Joint Target-Less Intrinsic and Extrinsic Camera-LiDAR Calibration using Deep Point Correspondences
For robotics practitioners requiring multi-modal calibration, this work removes the need for calibration targets and known intrinsics, but the improvement is incremental over existing deep correspondence-based methods.
This paper presents the first fully target-less pipeline for joint estimation of camera intrinsics (including distortion) and camera-LiDAR extrinsics using deep pixel-point correspondences. On the KITTI dataset, the method achieves improved extrinsic accuracy while recovering accurate intrinsics.

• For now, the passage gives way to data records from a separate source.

//! Parallel batch execution.
//!
//! Tuning work needs volume: one run proves nothing about a cadence or
//! decay change, two hundred runs across jittered seeds do. This module
//! fans runs out over a rayon pool, collects the per-run summaries and
//! writes everything to a JSON report for offline analysis.

use std::path::{Path, PathBuf};
use std::sync::atomic::{AtomicU32, Ordering};
use std::time::Instant;

use rayon::prelude::*;
use serde::{Deserialize, Serialize};
use tracing::{info, warn};

use crate::runner::{run_scenario, RunOutcome, RunSummary};
use crate::scenario::{Scenario, ScenarioError};

/// Configuration for a batch run.
#[derive(Debug, Clone, Serialize, Deserialize)]
pub struct BatchConfig {
    /// Scenario name or file path.
    pub scenario: String,
    /// Number of runs.
    pub run_count: u32,
    /// Worker threads (0 = rayon default).
    pub parallel: u32,
    /// Directory reports are written into.
    pub output_dir: PathBuf,
    /// First seed; run `i` uses `seed_start + i`.
    pub seed_start: u64,
    /// Tick limit override; the scenario's own limit applies when unset.
    pub max_ticks: Option<u64>,
}

impl Default for BatchConfig {
    fn default() -> Self {
        Self {
            scenario: "skirmish".to_string(),
            run_count: 100,
            parallel: 0,
            output_dir: PathBuf::from("results"),
            seed_start: 0,
            max_ticks: None,
        }
    }
}

impl BatchConfig {
    /// Create config for a specific scenario.
    #[must_use]
    pub fn new(scenario: &str, run_count: u32) -> Self {
        Self {
            scenario: scenario.to_string(),
            run_count,
            ..Default::default()
        }
    }

    /// Set output directory.
    #[must_use]
    pub fn with_output(mut self, dir: PathBuf) -> Self {
        self.output_dir = dir;
        self
    }

    /// Set the first seed.
    #[must_use]
    pub fn with_seed(mut self, seed: u64) -> Self {
        self.seed_start = seed;
        self
    }

    /// Override the scenario's tick limit.
    #[must_use]
    pub fn with_max_ticks(mut self, ticks: u64) -> Self {
        self.max_ticks = Some(ticks);
        self
    }
}

/// Results from a batch run.
#[derive(Debug, Clone, Serialize, Deserialize)]
pub struct BatchResults {
    /// Configuration used.
    pub config: BatchConfig,
    /// Individual run summaries.
    pub runs: Vec<RunSummary>,
    /// Aggregate summary.
    pub summary: BatchSummary,
    /// Total runtime.
    pub duration_seconds: f64,
    /// Errors encountered.
    pub errors: Vec<BatchError>,
}

impl BatchResults {
    /// Save results to a JSON file.
    pub fn save(&self, path: &Path) -> std::io::Result<()> {
        if let Some(parent) = path.parent() {
            std::fs::create_dir_all(parent)?;
        }
        let json = serde_json::to_string_pretty(self).map_err(std::io::Error::other)?;
        std::fs::write(path, json)
    }

    /// Load results from a JSON file.
    pub fn load(path: &Path) -> std::io::Result<Self> {
        let json = std::fs::read_to_string(path)?;
        serde_json::from_str(&json).map_err(std::io::Error::other)
    }
}

/// Error during one run of a batch.
#[derive(Debug, Clone, Serialize, Deserialize)]
pub struct BatchError {
    /// Run index.
    pub run_index: u32,
    /// Seed used.
    pub seed: u64,
    /// Error message.
    pub message: String,
}

/// Aggregate figures over a batch.
#[derive(Debug, Clone, Serialize, Deserialize)]
pub struct BatchSummary {
    /// Runs that produced a summary.
    pub total_runs: u32,
    /// Runs where every army order completed.
    pub armies_complete: u32,
    /// Runs stopped by the tick limit.
    pub tick_limited: u32,
    /// Runs that ended with no hostile survivors.
    pub clearances: u32,
    /// Mean run length in ticks.
    pub average_ticks: f64,
    /// Fraction of runs that cleared all hostiles.
    pub clearance_rate: f64,
}

impl BatchSummary {
    /// Compute the aggregate over a slice of run summaries.
    #[must_use]
    pub fn from_runs(runs: &[RunSummary]) -> Self {
        let total_runs = runs.len() as u32;
        let armies_complete = runs
            .iter()
            .filter(|r| r.outcome == RunOutcome::ArmiesComplete)
            .count() as u32;
        let clearances = runs.iter().filter(|r| r.enemy_survivors == 0).count() as u32;
        let average_ticks = if runs.is_empty() {
            0.0
        } else {
            runs.iter().map(|r| r.ticks as f64).sum::<f64>() / runs.len() as f64
        };
        let clearance_rate = if total_runs == 0 {
            0.0
        } else {
            f64::from(clearances) / f64::from(total_runs)
        };
        Self {
            total_runs,
            armies_complete,
            tick_limited: total_runs - armies_complete,
            clearances,
            average_ticks,
            clearance_rate,
        }
    }
}

/// Shared progress counter for a batch in flight.
#[derive(Debug)]
pub struct BatchProgress {
    /// Total runs.
    pub total: u32,
    completed: AtomicU32,
    start_time: Instant,
}

impl BatchProgress {
    /// Create a tracker for `total` runs.
    #[must_use]
    pub fn new(total: u32) -> Self {
        Self {
            total,
            completed: AtomicU32::new(0),
            start_time: Instant::now(),
        }
    }

    /// Record one completed run.
    pub fn record_completion(&self) {
        self.completed.fetch_add(1, Ordering::Relaxed);
    }

    /// Runs completed so far.
    pub fn current(&self) -> u32 {
        self.completed.load(Ordering::Relaxed)
    }

    /// Completion percentage.
    pub fn percentage(&self) -> f64 {
        f64::from(self.current()) / f64::from(self.total.max(1)) * 100.0
    }

    /// Print a one-line progress report to stderr.
    pub fn display(&self) {
        eprintln!(
            "Batch progress: {}/{} ({:.1}%) after {:.1}s",
            self.current(),
            self.total,
            self.percentage(),
            self.start_time.elapsed().as_secs_f64()
        );
    }
}

/// Run a batch of scenario runs across the rayon pool.
pub fn run_batch(config: BatchConfig) -> Result<BatchResults, ScenarioError> {
    let start = Instant::now();
    let mut scenario = Scenario::resolve(&config.scenario)?;
    if let Some(ticks) = config.max_ticks {
        scenario.max_ticks = ticks;
    }

    info!(
        "Starting batch run: {} runs of '{}'",
        config.run_count, scenario.name
    );

    if config.parallel > 0 {
        rayon::ThreadPoolBuilder::new()
            .num_threads(config.parallel as usize)
            .build_global()
            .ok(); // Ignore if already set
    }

    let progress = BatchProgress::new(config.run_count);
    let outcomes: Vec<Result<RunSummary, BatchError>> = (0..config.run_count)
        .into_par_iter()
        .map(|i| {
            let seed = config.seed_start.wrapping_add(u64::from(i));
            match run_scenario(&scenario, seed) {
                Ok(summary) => {
                    progress.record_completion();
                    if progress.current() % 100 == 0 {
                        progress.display();
                    }
                    Ok(summary)
                }
                Err(e) => {
                    warn!("Run {} failed: {}", i, e);
                    Err(BatchError {
                        run_index: i,
                        seed,
                        message: e.to_string(),
                    })
                }
            }
        })
        .collect();

    let (runs, errors): (Vec<_>, Vec<_>) = outcomes.into_iter().partition(Result::is_ok);
    let runs: Vec<RunSummary> = runs.into_iter().filter_map(Result::ok).collect();
    let errors: Vec<BatchError> = errors.into_iter().filter_map(Result::err).collect();

    let summary = BatchSummary::from_runs(&runs);
    let duration_seconds = start.elapsed().as_secs_f64();

    info!(
        "Batch complete: {} runs in {:.1}s ({:.1} runs/sec)",
        runs.len(),
        duration_seconds,
        runs.len() as f64 / duration_seconds.max(0.001)
    );

    Ok(BatchResults {
        config,
        runs,
        summary,
        duration_seconds,
        errors,
    })
}

/// Verify determinism by repeating the same seed and comparing full
/// summaries, state fingerprints included.
pub fn verify_determinism(scenario: &Scenario, seed: u64, runs: u32) -> bool {
    let mut reference: Option<RunSummary> = None;
    for attempt in 0..runs {
        let summary = match run_scenario(scenario, seed) {
            Ok(s) => s,
            Err(e) => {
                warn!("Verification run {} failed: {}", attempt, e);
                return false;
            }
        };
        match &reference {
            None => reference = Some(summary),
            Some(first) => {
                if *first != summary {
                    warn!(attempt, "verification divergence detected");
                    return false;
                }
            }
        }
    }
    true
}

Accurate camera-LiDAR calibration is a prerequisite for robust multi-modal perception in robotics. Recent target-less approaches based on deep point correspondences achieve remarkable performance for extrinsic calibration but assume rectified images with known intrinsics. In this work, we overcome this limitation and present the first fully target-less pipeline that jointly estimates camera intrinsics (pinhole model with radial-tangential distortion) and camera-LiDAR extrinsics with deep pixel-point correspondences. Our approach extends deep correspondence-based calibration by (i) automatic intrinsic initialization via structure-from-motion, (ii) generalizing camera-LiDAR matching to raw images with unknown intrinsics including distortion, and (iii) tightly coupling correspondence estimation with joint nonlinear optimization over both intrinsics and extrinsics. We evaluate our method on the KITTI dataset with unseen camera-LiDAR pairs and demonstrate that joint calibration achieves improved extrinsic accuracy while additionally recovering accurate intrinsics.